§ **PROBLEM TO SOLVE**: Find every line in the data that contains the word "weft". Return each of those lines.

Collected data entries
• • • • • • •

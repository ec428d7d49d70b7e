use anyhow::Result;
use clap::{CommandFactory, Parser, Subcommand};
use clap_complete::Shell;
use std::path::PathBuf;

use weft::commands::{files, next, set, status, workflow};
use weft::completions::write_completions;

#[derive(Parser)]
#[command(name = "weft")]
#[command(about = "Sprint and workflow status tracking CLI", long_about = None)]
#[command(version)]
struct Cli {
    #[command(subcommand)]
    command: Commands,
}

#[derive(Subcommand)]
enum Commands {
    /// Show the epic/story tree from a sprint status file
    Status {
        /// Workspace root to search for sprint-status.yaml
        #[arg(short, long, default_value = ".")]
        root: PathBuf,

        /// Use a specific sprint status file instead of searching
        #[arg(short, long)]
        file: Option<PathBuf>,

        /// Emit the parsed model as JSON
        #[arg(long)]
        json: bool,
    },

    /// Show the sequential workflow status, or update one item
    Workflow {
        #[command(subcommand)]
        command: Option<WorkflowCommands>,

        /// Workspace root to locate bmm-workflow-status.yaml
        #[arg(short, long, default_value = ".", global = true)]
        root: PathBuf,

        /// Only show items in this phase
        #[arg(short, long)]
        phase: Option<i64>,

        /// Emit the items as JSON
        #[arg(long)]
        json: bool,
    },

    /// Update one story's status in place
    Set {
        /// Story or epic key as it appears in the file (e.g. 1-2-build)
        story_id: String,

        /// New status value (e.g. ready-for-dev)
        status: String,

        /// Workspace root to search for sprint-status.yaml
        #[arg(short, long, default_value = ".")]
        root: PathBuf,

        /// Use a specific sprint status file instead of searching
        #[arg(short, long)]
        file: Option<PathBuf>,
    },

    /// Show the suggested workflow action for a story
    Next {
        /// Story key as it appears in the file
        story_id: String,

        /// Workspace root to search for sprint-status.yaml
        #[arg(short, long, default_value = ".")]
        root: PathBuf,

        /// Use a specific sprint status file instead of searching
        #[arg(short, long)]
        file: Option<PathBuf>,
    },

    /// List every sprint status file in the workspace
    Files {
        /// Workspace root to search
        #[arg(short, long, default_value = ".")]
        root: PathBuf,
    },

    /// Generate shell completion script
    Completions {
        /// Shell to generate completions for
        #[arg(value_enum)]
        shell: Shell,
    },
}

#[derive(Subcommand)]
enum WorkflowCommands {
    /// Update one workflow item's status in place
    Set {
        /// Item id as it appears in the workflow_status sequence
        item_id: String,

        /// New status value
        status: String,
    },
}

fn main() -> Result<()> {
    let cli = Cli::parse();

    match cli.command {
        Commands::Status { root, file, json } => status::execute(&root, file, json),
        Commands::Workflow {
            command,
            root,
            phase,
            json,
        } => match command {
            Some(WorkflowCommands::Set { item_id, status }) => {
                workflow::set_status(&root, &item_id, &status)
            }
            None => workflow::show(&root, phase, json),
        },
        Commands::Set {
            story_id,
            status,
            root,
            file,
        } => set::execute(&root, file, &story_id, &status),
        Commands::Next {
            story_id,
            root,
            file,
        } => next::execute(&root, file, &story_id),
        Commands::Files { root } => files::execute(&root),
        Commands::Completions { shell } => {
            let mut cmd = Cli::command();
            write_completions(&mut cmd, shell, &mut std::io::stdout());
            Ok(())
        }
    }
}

• • • • • • •

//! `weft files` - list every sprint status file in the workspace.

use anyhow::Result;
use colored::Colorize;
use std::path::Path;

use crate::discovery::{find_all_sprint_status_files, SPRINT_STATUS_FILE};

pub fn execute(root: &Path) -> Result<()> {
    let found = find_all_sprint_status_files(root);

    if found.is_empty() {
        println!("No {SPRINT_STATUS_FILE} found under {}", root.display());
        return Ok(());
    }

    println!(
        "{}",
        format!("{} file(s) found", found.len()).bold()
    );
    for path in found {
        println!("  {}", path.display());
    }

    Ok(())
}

• • • • • • •

§ **TASK RESULT**:
use weft::commands::{files, next, set, status, workflow};
use weft::completions::write_completions;
#[command(name = "weft")]
//! `weft files` - list every sprint status file in the workspace.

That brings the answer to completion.